- _TRY IT_
Using the data below, count the lines where "arrays" appears, and answer with the number alone.

*** EXTRACTED RECORDS ***

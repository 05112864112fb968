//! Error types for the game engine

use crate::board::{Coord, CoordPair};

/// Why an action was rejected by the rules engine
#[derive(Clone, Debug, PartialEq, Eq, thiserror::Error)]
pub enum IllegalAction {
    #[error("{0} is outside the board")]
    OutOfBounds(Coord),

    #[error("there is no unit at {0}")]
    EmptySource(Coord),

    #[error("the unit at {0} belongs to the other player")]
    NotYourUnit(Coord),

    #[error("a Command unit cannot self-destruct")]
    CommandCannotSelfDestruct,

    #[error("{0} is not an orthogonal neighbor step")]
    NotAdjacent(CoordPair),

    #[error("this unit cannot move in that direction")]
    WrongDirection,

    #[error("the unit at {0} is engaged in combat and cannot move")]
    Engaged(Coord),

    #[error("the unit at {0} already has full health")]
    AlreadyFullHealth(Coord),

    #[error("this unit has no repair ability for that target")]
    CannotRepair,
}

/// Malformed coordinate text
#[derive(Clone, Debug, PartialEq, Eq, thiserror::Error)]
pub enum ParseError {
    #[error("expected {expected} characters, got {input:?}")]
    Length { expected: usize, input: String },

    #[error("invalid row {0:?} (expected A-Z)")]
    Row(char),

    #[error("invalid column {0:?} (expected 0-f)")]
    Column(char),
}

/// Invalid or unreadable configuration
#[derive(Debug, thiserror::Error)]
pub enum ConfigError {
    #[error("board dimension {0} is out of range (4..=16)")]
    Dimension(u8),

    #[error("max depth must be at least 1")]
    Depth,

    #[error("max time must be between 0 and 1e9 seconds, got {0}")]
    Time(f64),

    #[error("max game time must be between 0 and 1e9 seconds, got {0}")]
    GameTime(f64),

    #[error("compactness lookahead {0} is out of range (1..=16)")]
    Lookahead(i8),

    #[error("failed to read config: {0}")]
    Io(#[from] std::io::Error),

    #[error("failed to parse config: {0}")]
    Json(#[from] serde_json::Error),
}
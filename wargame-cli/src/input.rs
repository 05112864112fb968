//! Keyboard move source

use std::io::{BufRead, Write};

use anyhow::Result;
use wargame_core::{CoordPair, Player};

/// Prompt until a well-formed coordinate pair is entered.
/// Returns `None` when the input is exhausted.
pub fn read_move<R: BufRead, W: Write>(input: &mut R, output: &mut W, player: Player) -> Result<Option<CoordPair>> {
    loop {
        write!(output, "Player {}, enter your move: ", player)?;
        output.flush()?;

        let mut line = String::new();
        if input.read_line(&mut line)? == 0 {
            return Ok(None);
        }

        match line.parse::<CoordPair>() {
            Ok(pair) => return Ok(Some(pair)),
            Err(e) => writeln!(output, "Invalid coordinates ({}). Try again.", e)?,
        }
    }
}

*** End of EXTRACTED RECORDS ***
*** EXTRACTED RECORDS ***

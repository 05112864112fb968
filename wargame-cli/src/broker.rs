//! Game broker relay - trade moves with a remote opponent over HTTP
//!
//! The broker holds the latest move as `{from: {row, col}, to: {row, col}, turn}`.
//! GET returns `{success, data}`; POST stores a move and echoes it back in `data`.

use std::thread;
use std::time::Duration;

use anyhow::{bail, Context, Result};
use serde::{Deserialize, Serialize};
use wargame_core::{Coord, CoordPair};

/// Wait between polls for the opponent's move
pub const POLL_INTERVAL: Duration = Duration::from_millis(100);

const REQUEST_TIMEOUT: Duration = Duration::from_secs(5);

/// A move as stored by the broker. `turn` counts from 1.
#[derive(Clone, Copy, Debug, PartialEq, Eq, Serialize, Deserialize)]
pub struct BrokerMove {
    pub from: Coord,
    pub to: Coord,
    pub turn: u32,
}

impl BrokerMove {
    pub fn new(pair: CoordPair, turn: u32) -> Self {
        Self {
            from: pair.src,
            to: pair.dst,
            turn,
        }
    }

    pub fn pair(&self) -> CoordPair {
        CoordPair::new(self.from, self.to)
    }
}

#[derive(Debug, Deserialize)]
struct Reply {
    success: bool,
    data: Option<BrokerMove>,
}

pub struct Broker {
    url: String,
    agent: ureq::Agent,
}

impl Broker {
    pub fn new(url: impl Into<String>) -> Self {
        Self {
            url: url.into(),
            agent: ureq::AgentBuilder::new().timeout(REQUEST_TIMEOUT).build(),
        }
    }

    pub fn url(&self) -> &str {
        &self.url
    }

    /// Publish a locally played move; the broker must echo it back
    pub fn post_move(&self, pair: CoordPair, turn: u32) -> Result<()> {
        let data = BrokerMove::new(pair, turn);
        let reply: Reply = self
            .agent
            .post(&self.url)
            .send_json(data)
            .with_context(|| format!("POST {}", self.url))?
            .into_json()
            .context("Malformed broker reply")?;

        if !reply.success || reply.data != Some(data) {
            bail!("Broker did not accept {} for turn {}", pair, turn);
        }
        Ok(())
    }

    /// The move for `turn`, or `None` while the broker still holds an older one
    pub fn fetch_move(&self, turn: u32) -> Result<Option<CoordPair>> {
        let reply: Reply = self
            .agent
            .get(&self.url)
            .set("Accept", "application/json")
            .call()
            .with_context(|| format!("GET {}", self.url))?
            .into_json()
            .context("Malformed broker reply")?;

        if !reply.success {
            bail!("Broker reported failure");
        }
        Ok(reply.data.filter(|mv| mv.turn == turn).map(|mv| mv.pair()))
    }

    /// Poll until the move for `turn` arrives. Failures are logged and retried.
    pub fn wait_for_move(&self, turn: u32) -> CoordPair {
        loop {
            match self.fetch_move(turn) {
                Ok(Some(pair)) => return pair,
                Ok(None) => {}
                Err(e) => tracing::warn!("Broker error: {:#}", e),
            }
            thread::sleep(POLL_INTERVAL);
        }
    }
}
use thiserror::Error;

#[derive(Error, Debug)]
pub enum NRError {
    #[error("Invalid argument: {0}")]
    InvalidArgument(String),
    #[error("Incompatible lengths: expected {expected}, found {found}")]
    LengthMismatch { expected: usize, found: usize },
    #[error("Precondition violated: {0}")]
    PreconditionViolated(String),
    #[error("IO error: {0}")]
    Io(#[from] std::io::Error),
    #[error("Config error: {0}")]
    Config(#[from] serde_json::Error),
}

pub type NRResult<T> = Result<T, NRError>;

*** End of EXTRACTED RECORDS ***
*** EXTRACTED RECORDS ***

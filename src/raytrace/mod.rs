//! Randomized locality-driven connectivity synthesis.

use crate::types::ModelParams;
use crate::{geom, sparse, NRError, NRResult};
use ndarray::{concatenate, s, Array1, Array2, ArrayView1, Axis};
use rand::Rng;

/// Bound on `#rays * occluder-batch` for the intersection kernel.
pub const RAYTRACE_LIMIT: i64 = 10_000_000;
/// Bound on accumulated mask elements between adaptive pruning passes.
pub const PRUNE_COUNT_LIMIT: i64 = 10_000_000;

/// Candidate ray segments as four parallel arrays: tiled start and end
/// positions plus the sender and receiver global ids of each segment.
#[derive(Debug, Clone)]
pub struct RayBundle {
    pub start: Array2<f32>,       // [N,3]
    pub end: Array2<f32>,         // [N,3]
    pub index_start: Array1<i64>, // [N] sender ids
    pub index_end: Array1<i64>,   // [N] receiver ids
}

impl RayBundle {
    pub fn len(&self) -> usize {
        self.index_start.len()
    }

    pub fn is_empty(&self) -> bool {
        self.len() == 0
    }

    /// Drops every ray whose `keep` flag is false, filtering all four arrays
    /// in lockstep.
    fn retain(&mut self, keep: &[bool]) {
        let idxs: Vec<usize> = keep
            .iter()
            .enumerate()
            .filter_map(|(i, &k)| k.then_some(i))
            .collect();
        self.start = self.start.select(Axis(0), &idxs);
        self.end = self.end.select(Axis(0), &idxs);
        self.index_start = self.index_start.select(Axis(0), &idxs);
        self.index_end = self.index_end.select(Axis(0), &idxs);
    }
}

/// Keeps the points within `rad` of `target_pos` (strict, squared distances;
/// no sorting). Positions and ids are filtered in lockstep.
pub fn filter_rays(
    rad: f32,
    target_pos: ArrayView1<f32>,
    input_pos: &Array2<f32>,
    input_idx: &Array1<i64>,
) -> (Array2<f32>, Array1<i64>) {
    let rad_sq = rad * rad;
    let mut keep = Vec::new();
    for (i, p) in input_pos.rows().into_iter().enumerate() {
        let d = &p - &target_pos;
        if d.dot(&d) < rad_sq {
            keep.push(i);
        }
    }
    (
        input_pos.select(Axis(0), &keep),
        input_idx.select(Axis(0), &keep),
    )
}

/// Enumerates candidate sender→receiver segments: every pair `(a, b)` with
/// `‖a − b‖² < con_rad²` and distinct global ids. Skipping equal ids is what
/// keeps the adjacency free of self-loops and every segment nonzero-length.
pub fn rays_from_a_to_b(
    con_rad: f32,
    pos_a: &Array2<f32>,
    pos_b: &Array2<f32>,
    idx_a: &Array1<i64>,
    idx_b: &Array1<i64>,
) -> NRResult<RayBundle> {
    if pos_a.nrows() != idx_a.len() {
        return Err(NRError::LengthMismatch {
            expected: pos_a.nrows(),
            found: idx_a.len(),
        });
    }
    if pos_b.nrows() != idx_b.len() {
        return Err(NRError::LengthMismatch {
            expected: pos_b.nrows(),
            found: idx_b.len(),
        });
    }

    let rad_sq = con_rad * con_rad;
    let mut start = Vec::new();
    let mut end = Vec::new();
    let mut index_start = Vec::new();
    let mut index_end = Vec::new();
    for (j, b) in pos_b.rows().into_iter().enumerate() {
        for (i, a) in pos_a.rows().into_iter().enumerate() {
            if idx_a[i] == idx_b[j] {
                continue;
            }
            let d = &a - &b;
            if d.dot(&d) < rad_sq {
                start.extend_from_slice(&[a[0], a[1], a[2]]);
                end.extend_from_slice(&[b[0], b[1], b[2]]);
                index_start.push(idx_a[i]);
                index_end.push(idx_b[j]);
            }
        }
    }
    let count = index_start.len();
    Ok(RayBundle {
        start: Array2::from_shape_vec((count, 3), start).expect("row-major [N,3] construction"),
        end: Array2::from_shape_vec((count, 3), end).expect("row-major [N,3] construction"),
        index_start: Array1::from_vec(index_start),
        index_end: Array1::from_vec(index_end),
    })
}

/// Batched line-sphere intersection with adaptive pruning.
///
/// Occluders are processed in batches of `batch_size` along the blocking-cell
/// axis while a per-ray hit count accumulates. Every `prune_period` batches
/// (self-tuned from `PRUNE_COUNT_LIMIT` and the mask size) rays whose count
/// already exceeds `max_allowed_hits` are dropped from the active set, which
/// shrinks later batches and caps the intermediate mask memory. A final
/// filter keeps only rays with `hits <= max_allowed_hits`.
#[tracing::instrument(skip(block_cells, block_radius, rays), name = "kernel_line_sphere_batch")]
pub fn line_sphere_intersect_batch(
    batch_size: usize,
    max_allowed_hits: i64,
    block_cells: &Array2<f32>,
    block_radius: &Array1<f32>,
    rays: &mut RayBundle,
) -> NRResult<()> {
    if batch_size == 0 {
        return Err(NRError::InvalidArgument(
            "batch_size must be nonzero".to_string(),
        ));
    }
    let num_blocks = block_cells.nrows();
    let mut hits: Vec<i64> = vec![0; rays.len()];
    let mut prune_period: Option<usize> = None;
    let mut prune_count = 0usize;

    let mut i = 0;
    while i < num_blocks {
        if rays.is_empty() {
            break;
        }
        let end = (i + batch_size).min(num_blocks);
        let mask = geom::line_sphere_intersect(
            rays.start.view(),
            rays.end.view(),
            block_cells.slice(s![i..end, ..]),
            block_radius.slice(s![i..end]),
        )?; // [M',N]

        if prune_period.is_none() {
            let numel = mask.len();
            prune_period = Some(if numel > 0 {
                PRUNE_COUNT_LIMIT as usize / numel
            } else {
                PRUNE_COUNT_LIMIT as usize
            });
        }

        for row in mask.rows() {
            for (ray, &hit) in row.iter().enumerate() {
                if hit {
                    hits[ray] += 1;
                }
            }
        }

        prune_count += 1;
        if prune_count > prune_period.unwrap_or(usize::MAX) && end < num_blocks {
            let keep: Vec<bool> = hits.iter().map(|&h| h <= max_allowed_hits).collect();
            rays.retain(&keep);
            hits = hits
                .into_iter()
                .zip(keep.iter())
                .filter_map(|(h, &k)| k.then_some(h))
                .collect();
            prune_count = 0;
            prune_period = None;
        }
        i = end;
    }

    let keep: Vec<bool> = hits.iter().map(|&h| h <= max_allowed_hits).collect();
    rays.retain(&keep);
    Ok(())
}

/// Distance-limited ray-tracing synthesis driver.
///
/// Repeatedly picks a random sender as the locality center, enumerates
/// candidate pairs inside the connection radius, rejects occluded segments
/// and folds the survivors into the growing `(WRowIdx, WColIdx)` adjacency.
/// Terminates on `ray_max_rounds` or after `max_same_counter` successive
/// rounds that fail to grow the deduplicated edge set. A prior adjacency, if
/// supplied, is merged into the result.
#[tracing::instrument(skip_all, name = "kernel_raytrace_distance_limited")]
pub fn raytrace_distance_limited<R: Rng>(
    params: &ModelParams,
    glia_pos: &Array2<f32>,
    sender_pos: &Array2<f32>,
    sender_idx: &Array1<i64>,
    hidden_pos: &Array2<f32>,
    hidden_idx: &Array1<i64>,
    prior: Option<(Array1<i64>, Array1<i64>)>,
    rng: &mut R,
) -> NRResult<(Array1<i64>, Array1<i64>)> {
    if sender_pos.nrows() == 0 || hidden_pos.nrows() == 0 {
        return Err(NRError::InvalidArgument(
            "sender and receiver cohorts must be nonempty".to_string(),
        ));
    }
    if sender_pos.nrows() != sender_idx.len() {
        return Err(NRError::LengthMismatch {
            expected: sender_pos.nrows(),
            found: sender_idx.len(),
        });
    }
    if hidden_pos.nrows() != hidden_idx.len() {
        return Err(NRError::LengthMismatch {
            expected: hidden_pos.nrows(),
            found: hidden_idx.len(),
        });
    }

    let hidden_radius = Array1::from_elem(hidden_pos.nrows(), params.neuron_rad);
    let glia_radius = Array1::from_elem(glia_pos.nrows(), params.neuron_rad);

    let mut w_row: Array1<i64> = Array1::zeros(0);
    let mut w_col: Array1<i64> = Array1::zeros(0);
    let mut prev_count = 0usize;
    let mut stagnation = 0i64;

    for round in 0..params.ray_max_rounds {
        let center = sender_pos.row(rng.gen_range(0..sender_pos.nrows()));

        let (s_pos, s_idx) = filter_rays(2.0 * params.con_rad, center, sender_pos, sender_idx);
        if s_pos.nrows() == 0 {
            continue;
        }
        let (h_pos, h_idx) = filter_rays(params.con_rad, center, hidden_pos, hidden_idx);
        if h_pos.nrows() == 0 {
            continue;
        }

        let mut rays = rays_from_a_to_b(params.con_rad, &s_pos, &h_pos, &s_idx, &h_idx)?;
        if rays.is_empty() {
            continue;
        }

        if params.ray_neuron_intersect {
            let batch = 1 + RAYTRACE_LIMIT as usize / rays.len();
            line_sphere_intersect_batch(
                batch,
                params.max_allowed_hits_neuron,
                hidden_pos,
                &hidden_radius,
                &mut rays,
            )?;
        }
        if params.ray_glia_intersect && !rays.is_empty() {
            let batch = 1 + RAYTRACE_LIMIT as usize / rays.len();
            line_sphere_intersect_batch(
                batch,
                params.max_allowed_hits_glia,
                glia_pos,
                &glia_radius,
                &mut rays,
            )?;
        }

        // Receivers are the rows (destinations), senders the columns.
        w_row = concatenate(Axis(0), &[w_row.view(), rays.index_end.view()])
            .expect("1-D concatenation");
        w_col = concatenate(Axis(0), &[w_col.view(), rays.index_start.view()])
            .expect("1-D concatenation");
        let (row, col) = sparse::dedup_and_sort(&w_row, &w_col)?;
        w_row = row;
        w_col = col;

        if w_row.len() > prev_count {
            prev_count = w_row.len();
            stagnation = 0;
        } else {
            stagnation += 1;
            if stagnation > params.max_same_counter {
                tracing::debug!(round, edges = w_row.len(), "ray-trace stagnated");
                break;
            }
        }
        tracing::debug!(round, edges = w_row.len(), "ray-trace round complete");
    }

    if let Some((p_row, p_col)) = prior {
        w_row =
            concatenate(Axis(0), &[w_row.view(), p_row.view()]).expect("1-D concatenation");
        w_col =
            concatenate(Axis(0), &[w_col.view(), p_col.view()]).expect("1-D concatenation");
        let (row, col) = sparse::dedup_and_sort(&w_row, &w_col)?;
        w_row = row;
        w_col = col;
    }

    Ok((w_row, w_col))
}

*** End of EXTRACTED RECORDS ***

- _SOLUTION FOR THIS TASK_
2